L’auteur part donc du postulat que la première vie, appelons là point 0 est la vie des découvertes, des regrets, des « j’aurai dû », des « si j’avais su », de la frustration des choses qu’on n’a pas pu accomplir ou obtenir. Cette vie « blanche » sert de point de repère pour la construction de la vie 1, celle où l’on changera tout ce qui nous a rendus insatisfaits. La vie 1 sera celle qu’on construit presque sur mesure, une vie idéalisée qui répond à tous les codes imaginés de la vie dite parfaite : le succès professionnel, l’argent à profusion, le sexe à satiété. Un prototype de vie idyllique, exemplaire. Toucher du doigt ce tout, cet idéal, rend-il plus heureux ? Que changer dans la vie 2 ? Vous avez compris le procédé… D’abord, réinventer sa vie pour se réinventer, puis, une fois ces envies satisfaites, avoir des velléités d’interventionnisme historique, scientifique, et pourquoi pas se remplir d’une volonté profonde de sauver l’humanité. Je vous rappelle que nous sommes en 1963, aux États-Unis, une période riche où l’Histoire se construit.

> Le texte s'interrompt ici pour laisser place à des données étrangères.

//! Capabilities the maneuver borrows from the rest of the flight stack.
//!
//! Commands are fire-and-forget; the next tick's command supersedes the last.

use crate::types::{Centidegrees, FlightMode, ModeReason, SpoolState};

pub trait AttitudeCommander {
    /// `throttle` is in [0, 1].
    fn set_throttle(&mut self, throttle: f32, use_filter: bool);

    /// Earth-frame roll and pitch angles with a yaw rate (cd, cd, cd/s).
    fn command_angles(&mut self, roll_cd: f32, pitch_cd: f32, yaw_rate_cds: f32);

    /// Body-frame rates (cd/s).
    fn command_rates(&mut self, roll_rate_cds: f32, pitch_rate_cds: f32, yaw_rate_cds: f32);
}

pub trait AttitudeFeedback {
    /// Latest pitch estimate, positive nose up.
    fn current_pitch(&self) -> Centidegrees;
}

pub trait SpoolController {
    fn request_spool_state(&mut self, state: SpoolState);
}

pub trait ModeDispatcher {
    fn is_armed(&self) -> bool;
    fn is_landed(&self) -> bool;
    fn current_mode(&self) -> FlightMode;
    /// Returns `false` if the dispatcher refused the change.
    fn request_mode_change(&mut self, mode: FlightMode, reason: ModeReason) -> bool;
}

/// Everything the maneuver controller needs from the vehicle.
pub trait Vehicle: AttitudeCommander + AttitudeFeedback + SpoolController + ModeDispatcher {}

impl<T> Vehicle for T where T: AttitudeCommander + AttitudeFeedback + SpoolController + ModeDispatcher {}
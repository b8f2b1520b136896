// config.rs
use crate::error::ConfigError;
use crate::types::Centidegrees;

/// Standard gravity used by the fall model (m/s^2).
pub const GRAVITY_MSS: f32 = 9.8;

/// The attitude controller works in centidegrees.
pub const CENTIDEGREES_PER_DEGREE: f32 = 100.0;

/// Throttle held while rotating into the dive attitude.
pub const DIVE_THROTTLE: f32 = 0.1;

/// Throttle once the dive attitude is reached.
pub const FREE_FALL_THROTTLE: f32 = 0.0;

/// Throttle commanded whenever the pull-up keeps pace.
pub const PULL_UP_THROTTLE: f32 = 1.0;

/// Throttle removed on every tick the pull-up falls behind.
pub const THROTTLE_DECAY_STEP: f32 = 0.01;

/// Throttle commanded on the hand-off tick.
pub const COASTING_THROTTLE: f32 = 0.5;

/// Entry is refused when the roll stick is at or beyond 40 degrees.
pub const MAX_ROLL_INPUT_CD: Centidegrees = 4_000;

pub const DEFAULT_FALL_DISTANCE_M: f32 = 5.0;
pub const DEFAULT_TURN_RADIUS_M: f32 = 3.0;
pub const DEFAULT_DIVE_ANGLE_CD: Centidegrees = -9_000; // Nose straight down
pub const DEFAULT_TICK_RATE_HZ: f32 = 400.0;

/// Pilot-tunable inputs of one maneuver.
#[derive(Debug, Clone, Copy, PartialEq, serde::Serialize, serde::Deserialize)]
#[cfg_attr(feature = "defmt", derive(defmt::Format))]
pub struct ManeuverConfig {
    /// Height given up during the dive (m).
    pub fall_distance_m: f32,
    /// Radius of the pull-up arc (m).
    pub turn_radius_m: f32,
    /// Pitch held during the dive.
    pub dive_angle_cd: Centidegrees,
    /// Rate at which `tick()` is called.
    pub tick_rate_hz: f32,
}

impl ManeuverConfig {
    pub const fn new() -> Self {
        Self {
            fall_distance_m: DEFAULT_FALL_DISTANCE_M,
            turn_radius_m: DEFAULT_TURN_RADIUS_M,
            dive_angle_cd: DEFAULT_DIVE_ANGLE_CD,
            tick_rate_hz: DEFAULT_TICK_RATE_HZ,
        }
    }

    /// A zero fall distance or radius is accepted; the deriver clamps the
    /// resulting pitch step.
    pub fn validate(&self) -> Result<(), ConfigError> {
        if !(self.fall_distance_m.is_finite()
            && self.turn_radius_m.is_finite()
            && self.tick_rate_hz.is_finite())
        {
            return Err(ConfigError::NonFinite);
        }
        if self.fall_distance_m < 0.0 {
            return Err(ConfigError::NegativeFallDistance);
        }
        if self.turn_radius_m < 0.0 {
            return Err(ConfigError::NegativeTurnRadius);
        }
        if self.tick_rate_hz <= 0.0 {
            return Err(ConfigError::NonPositiveTickRate);
        }
        Ok(())
    }
}

impl Default for ManeuverConfig {
    fn default() -> Self {
        Self::new()
    }
}

#[cfg(test)]
mod tests {
    use super::*;

    #[test]
    fn test_defaults_are_valid() {
        assert_eq!(ManeuverConfig::new().validate(), Ok(()));
    }

    #[test]
    fn test_zero_fall_distance_is_valid() {
        let cfg = ManeuverConfig {
            fall_distance_m: 0.0,
            ..ManeuverConfig::new()
        };
        assert_eq!(cfg.validate(), Ok(()));
    }

    #[test]
    fn test_rejects_bad_values() {
        let base = ManeuverConfig::new();

        let cfg = ManeuverConfig { fall_distance_m: -1.0, ..base };
        assert_eq!(cfg.validate(), Err(ConfigError::NegativeFallDistance));

        let cfg = ManeuverConfig { turn_radius_m: -0.5, ..base };
        assert_eq!(cfg.validate(), Err(ConfigError::NegativeTurnRadius));

        let cfg = ManeuverConfig { tick_rate_hz: 0.0, ..base };
        assert_eq!(cfg.validate(), Err(ConfigError::NonPositiveTickRate));

        let cfg = ManeuverConfig { turn_radius_m: f32::NAN, ..base };
        assert_eq!(cfg.validate(), Err(ConfigError::NonFinite));
    }
}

Réinventer sa vie et la remplir, coûte que coûte, avant de comprendre que l’essentiel est là, juste sous nos yeux, tellement présent qu’il en devient transparent. À chaque nouvelle vie, de nouveaux axes de progression, de nouveaux challenges, de nouveaux buts, mais aussi de nouveaux choix à faire. Fort des souvenirs de la précédente, des leçons tirées, il devient possible de toucher du doigt la vie parfaite, celle qui servirait d’exemple. Est-ce un but atteignable ? Réaliste ? La dernière vie sera-t-elle celle où Jeff aura tout compris ?

Ce roman est avant tout une magnifique histoire d’amour. Deux âmes sœurs qui se cherchent, se trouvent, se perdent et comprennent ensemble, la quintessence de la vie.   « Ils s’étaient figurés qu’ils auraient, à jamais, une infinité de choix et de secondes chances. Ils avaient gaspillé beaucoup trop de ce temps appréciable qui leur avait été accordé, l’avaient gâché par l’amertume, la culpabilité et la quête futile de réponses inexistantes – alors qu’eux-mêmes, leur amour mutuel, constituait la seule réponse dont ils auraient dû rêver. »

Entre mélancolie et questionnements, je referme donc ce livre, mon esprit naviguant sur les eaux du sens de la vie. Dans une période où, je décide de faire des choix, de recentrer les priorités et de les centrer d’abord sur moi-même, je m’interroge sur la manière de faire comprendre cet essentiel à ceux qui m’entourent. Et j’ai une pensée, nostalgique, pour mon âme sœur, avec laquelle je n’ai jamais l’impression de devoir beaucoup parler pour qu’elle me comprenne. Pour le moment, je ressemble à Jeff « L’esprit de Jeff était rempli de désirs d’isolement, loin des affaires quotidiennes de l’humanité. ».

On se pose souvent la question : et s’il ne devait rester qu’un livre ? Celui-là ! Si vous deviez emporter un seul bouquin sur une île déserte ? Celui-là ! Si vous ne deviez relire qu’un livre et y découvrir, à chaque fois, de nouveaux axes de réflexions ? Celui-là ! Je me note donc bien consciencieusement une relecture dans 5 ou 10 ans, histoire de voir où j’en suis avec moi-même.